Dataset entries
☆ ☆ ☆

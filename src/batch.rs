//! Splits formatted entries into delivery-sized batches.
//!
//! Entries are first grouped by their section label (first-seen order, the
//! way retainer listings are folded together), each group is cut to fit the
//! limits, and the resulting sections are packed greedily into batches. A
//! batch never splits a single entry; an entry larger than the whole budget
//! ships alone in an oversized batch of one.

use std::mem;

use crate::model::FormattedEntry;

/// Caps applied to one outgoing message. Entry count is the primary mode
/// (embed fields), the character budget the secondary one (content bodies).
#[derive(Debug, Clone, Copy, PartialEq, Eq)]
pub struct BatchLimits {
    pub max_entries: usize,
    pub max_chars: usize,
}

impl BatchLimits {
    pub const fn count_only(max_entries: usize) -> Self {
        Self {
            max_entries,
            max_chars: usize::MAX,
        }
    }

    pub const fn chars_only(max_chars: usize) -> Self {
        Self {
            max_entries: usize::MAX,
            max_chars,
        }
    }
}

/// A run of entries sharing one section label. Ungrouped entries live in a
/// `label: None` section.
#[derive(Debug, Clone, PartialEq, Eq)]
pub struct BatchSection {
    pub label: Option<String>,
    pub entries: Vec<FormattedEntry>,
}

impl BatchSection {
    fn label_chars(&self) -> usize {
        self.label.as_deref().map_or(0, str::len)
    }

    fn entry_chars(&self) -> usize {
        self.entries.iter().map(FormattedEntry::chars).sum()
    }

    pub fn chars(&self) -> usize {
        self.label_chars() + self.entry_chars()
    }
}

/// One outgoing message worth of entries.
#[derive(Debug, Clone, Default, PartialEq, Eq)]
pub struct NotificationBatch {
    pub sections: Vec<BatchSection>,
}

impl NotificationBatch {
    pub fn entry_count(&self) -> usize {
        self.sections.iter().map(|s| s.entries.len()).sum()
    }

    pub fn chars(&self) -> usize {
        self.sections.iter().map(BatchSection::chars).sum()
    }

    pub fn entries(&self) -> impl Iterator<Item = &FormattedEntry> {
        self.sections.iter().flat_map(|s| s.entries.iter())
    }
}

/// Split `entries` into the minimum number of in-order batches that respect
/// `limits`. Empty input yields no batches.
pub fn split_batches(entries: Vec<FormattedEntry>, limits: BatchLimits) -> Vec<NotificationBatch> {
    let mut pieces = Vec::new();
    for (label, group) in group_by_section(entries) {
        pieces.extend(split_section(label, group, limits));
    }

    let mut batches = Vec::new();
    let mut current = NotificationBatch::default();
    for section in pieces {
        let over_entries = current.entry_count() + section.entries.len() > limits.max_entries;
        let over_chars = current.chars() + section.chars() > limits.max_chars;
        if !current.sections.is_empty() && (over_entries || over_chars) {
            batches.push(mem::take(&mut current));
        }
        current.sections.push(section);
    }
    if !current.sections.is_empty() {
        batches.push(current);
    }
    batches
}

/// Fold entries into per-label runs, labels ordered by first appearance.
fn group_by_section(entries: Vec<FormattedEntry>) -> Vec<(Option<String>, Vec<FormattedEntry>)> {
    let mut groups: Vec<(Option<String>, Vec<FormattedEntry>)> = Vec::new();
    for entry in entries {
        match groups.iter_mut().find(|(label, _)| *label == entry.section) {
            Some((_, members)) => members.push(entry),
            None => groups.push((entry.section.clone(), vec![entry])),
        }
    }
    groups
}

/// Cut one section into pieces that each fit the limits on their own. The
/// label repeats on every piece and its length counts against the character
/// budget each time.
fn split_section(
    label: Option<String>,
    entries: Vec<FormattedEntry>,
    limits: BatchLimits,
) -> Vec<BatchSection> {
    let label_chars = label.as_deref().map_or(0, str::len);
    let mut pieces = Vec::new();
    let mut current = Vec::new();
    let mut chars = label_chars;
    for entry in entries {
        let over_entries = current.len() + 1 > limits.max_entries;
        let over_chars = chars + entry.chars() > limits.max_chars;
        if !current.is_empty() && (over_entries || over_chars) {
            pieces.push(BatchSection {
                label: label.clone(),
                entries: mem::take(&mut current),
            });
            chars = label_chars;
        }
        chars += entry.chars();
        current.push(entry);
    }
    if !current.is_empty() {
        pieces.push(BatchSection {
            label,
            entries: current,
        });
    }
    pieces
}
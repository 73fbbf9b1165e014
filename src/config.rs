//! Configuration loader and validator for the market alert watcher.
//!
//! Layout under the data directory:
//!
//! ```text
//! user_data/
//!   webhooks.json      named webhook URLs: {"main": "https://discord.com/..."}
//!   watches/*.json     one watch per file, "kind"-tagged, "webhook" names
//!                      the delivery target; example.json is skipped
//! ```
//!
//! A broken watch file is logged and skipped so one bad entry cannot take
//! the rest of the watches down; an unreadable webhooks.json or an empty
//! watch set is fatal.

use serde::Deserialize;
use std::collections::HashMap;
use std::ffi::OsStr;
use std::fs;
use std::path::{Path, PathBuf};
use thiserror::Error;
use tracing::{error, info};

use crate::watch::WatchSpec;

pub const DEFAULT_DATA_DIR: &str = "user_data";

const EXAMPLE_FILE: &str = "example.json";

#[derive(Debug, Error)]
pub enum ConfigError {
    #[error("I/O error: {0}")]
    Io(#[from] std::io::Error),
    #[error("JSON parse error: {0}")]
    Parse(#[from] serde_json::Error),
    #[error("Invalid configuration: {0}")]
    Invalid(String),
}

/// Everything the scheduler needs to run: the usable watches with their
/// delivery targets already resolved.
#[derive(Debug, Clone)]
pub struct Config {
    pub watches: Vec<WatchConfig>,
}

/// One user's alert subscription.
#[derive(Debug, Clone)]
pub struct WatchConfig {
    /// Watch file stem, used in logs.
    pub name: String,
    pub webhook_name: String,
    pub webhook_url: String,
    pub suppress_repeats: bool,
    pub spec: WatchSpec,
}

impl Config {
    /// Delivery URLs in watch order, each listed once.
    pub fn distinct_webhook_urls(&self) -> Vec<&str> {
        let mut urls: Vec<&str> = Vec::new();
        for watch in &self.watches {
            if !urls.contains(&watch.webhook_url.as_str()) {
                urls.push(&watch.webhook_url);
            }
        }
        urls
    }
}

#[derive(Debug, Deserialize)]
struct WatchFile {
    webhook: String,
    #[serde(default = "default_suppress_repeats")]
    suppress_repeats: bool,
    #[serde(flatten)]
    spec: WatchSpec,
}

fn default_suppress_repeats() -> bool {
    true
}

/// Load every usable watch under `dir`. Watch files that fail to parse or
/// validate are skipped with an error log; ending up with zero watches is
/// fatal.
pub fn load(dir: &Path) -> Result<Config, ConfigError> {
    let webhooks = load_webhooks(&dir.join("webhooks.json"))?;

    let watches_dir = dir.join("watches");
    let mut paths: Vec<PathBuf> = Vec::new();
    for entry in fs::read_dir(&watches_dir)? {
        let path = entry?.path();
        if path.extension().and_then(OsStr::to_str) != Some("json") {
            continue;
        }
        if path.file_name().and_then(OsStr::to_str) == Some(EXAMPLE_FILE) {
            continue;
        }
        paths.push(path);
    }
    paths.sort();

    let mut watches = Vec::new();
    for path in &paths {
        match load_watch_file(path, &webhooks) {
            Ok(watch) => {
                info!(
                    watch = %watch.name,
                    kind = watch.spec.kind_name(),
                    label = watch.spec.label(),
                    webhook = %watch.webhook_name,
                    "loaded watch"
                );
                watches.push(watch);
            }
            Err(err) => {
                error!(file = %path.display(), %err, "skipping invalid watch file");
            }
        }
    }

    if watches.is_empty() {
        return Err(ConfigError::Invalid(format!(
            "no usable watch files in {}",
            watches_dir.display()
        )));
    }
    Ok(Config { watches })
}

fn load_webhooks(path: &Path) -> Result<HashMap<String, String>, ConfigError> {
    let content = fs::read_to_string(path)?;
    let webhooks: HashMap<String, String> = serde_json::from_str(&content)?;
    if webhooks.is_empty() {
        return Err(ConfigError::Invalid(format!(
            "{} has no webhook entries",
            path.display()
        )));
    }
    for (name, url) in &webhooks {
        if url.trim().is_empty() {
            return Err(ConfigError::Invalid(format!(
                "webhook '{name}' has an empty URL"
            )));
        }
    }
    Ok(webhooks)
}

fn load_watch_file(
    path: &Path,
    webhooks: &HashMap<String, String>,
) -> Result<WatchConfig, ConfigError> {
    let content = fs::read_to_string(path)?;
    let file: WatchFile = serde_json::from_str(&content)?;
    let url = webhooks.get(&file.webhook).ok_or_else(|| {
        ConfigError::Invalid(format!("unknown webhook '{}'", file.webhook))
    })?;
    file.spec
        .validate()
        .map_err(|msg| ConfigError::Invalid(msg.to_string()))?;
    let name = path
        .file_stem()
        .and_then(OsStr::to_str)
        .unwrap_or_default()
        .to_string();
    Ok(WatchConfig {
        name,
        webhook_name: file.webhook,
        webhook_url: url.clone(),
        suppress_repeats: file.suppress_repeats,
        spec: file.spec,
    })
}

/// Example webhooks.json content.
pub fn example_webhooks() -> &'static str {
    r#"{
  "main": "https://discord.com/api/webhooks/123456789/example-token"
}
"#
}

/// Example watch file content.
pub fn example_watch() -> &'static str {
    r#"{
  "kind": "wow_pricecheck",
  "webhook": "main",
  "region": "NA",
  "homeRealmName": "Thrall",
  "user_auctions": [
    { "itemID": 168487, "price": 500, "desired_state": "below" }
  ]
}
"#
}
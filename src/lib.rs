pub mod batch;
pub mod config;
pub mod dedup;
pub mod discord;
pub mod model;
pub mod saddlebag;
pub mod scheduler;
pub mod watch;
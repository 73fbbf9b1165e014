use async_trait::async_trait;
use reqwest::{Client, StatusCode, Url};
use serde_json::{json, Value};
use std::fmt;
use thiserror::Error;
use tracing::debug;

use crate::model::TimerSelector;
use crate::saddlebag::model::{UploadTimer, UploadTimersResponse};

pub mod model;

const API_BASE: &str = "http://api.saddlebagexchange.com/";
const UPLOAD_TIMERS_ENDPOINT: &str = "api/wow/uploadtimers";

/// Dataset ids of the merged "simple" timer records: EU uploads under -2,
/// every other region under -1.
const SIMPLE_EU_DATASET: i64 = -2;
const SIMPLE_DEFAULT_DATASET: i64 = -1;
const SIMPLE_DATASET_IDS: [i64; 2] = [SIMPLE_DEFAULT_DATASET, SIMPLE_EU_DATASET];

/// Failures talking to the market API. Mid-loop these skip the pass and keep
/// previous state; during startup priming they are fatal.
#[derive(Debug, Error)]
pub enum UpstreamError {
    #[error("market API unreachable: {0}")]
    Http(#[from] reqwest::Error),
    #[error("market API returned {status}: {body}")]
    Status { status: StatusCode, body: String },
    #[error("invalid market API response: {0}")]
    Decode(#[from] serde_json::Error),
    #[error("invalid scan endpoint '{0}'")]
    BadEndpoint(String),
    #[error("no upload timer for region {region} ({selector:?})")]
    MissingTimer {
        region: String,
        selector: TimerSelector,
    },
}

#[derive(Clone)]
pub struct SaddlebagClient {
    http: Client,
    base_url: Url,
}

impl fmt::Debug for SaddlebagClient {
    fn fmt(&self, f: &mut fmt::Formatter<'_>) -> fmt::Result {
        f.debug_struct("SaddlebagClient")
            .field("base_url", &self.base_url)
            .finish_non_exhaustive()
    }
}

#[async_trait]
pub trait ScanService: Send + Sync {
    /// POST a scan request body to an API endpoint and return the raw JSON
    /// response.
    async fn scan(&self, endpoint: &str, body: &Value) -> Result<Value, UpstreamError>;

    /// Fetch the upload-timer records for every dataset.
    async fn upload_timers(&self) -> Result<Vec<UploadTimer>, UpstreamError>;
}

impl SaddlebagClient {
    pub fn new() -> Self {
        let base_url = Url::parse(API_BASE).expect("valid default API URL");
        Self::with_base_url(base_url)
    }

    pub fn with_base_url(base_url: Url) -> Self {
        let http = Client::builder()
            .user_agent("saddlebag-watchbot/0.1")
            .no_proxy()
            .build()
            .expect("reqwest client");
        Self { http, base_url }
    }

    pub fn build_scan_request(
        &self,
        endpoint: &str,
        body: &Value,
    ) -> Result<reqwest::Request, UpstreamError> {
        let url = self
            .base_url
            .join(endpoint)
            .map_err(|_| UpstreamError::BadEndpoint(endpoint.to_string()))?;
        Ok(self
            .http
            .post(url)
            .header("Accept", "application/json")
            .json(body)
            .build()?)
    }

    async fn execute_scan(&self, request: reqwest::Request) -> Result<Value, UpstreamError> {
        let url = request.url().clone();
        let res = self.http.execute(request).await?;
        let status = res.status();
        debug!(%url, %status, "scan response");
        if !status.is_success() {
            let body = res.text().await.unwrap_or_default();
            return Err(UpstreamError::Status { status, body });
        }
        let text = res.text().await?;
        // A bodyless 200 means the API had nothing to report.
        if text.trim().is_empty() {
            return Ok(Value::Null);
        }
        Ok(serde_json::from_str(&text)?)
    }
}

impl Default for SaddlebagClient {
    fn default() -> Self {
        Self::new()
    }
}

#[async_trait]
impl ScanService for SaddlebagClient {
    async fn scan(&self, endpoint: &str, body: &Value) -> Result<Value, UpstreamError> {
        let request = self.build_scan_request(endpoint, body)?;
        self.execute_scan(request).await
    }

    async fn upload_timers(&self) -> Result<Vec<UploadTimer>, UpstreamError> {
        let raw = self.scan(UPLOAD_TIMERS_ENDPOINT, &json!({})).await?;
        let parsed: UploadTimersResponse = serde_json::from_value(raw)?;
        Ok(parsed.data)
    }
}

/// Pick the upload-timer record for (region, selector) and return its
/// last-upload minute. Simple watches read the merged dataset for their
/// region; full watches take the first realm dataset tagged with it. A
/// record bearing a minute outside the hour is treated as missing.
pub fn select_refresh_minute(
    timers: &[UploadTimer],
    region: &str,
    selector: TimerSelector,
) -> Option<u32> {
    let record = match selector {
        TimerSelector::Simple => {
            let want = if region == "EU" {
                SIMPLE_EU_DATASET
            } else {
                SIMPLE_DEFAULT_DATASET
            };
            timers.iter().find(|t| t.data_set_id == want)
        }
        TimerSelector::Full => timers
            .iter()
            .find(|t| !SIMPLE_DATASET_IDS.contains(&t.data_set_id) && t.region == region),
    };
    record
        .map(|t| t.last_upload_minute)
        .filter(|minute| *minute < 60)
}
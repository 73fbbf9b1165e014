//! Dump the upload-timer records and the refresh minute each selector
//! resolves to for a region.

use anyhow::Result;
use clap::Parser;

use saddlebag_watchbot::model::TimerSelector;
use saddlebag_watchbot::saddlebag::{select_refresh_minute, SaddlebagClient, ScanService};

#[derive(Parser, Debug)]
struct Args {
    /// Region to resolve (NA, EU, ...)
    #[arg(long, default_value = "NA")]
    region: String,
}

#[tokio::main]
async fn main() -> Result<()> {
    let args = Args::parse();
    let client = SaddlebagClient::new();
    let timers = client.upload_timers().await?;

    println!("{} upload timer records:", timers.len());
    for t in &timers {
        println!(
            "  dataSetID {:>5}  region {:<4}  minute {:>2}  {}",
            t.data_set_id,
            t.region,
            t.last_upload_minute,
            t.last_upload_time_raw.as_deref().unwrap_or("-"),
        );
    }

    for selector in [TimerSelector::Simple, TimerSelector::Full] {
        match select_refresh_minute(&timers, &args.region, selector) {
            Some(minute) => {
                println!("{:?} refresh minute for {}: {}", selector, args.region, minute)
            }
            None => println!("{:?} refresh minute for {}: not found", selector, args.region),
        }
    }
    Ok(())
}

☆ ☆ ☆

YOUR GOAL =
How many of the lines above include the word "HashMap"? Only the number should be given.

RESULT =
4